Some fruits, such as bananas or berries, become overripe and unappealing in a few short days. Sometimes we end of throwing them out before we get a chance to eat them. Apples have staying power. Refrigerating apples will slow the ripening process. Apples ripen about six to eight times faster at room temperature than in the refrigerator. Some varieties can stay months in the refrigerator, although they taste the best if eaten within 6 to 8 weeks. If you don’t feel like one today, it will be there tomorrow. Not a bad deal all around.

The choices abound. Apple varieties are generally divided into two categories: cooking and eating, although many fit into both categories

With a myriad of varieties to choose from, apples can be featured in everything from appetizer salads through sweet and savory main courses to aromatic, delectable desserts.

One two-and-a-half inch apple has only 81 calories and 17 grams of carbohydrate once you subtract the 4 grams of fiber.

Variety Eating Pies Sauce
Rome  F E G
Fuji E G G
Cortland G E G
Red Delicious E P P
Granny Smith G P P
Gala E G G
McIntosh G G G

E= excellent, G=good, F=fair P=poor

(See this chart, and get more apple information here!)

Try the recipe below and make today an apple adventure.

Pork with apples and cherries
Cals: 347 Carb: 25 gms, Fat: 16 gms, Sodium 324 mg


cooking spray
1 teaspoon dried sage
½ teaspoon salt
¼ teaspoon pepper
4 pork tenderloin chops
2 teaspoons vegetable oil
1 teaspoon butter
2 Cortland or Baldwin apples, peeled cored and thickly sliced
½ cup of dried cherries
1 tablespoon brown sugar
1 teaspoon cinnamon
½ cup apple cider
2 tablespoon apple cider vinegar

– Preheat oven to 425 degrees. Spray a shallow roasting pan with cooking spray. Dredge pork in first 3 ingredients and place in the pan

– Surround pork with apple slices

– Add apple cider and vinegar

– Mix together sage brown sugar and cinnamon and sprinkle over pork and apple

– Roast for 30-40 minutes basting halfway through until thermometer reads 1550degrees.
What’s your favorite way to eat apples? How does your blood glucose react to apples?

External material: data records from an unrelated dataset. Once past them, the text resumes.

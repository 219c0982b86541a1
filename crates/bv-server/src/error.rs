//! JSON error responses for the HTTP API.

use axum::{
    http::StatusCode,
    response::{IntoResponse, Response},
    Json,
};
use bv_core::BvError;
use serde_json::json;

/// API error with status code and message.
#[derive(Debug)]
pub struct ApiError {
    pub status: StatusCode,
    pub code: &'static str,
    pub message: String,
}

impl ApiError {
    pub fn not_found(msg: impl Into<String>) -> Self {
        Self { status: StatusCode::NOT_FOUND, code: "not_found", message: msg.into() }
    }
    pub fn bad_request(msg: impl Into<String>) -> Self {
        Self { status: StatusCode::BAD_REQUEST, code: "bad_request", message: msg.into() }
    }
    pub fn internal(msg: impl Into<String>) -> Self {
        Self { status: StatusCode::INTERNAL_SERVER_ERROR, code: "internal_error", message: msg.into() }
    }
}

impl IntoResponse for ApiError {
    fn into_response(self) -> Response {
        let body = json!({
            "error": {
                "code": self.code,
                "message": self.message,
            }
        });
        (self.status, Json(body)).into_response()
    }
}

impl From<BvError> for ApiError {
    fn from(err: BvError) -> Self {
        match &err {
            BvError::BrandNotFound { .. } => ApiError::not_found(err.to_string()),
            _ => ApiError::internal(err.to_string()),
        }
    }
}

6 Responses to Apples: Good Fall Food for People With Diabetes

  1. Lisa says:

    Wow, it really goes to show that old saying “An apple a day keeps the doctor away” is pretty truthful. It seems apples are good for almost all health conditions. Thanks for the great recipe.

  2. D V Srikanth says:

    People have always been aware about the health benefits of an apple, as is evident by the age-old saying “An apple a day keeps the doctor away.” But it is only since the relatively recent past that the knowledge on the specific benefits this fruit provides to diabetics started being available. And, through means of this wonderful post of yours, you are making sure that more and more people battling the ailment (diabetes) get to know as to how healthy apple is. Well done!

    An Internet-based network for diabetics:

  3. Pam says:

    This is great news for me. While I struggle with type2 , and I love fruit, it is nice to see I can cont. to eat my apples and be sfe. They donot bother my sugar…and I am happy to see I can still u se them in recipes. Thank you for the great recipe up above…apple cider vinegar is also good for us.

  4. B says:

    Apples are still a very high carb snack, as opposed to nuts or cheese. And I don’t think recipes that add sugar to foods (and this one adds a lot of sugar), are helpful to people who have a sugar problem.

  5. Katie says:

    I love apples! I have a recipe for apple butter and I cannot wait to try it! This recipe came from Eating Well and has no sugar added.

  6. Fat Albert thin says:

    Hey Hey Hey. SOMEBODY’S Full of hooey here! Red apples are chalk full of SUGAR!!! If you have diabetes, your body can’t PROCESS sugar!!! Telling folks to eat red apples to combat their diabetes is pretty much the same as telling them that cooking oil works as good as WATER when it comes to extinguishing fires!!!! That’s STUPID! It is an act of “irresponsibility” to go around telling folks that red apples are good for blood sugar regulation!!! ~ Albert.
    P.S. I haven’t spoken to Bill in years.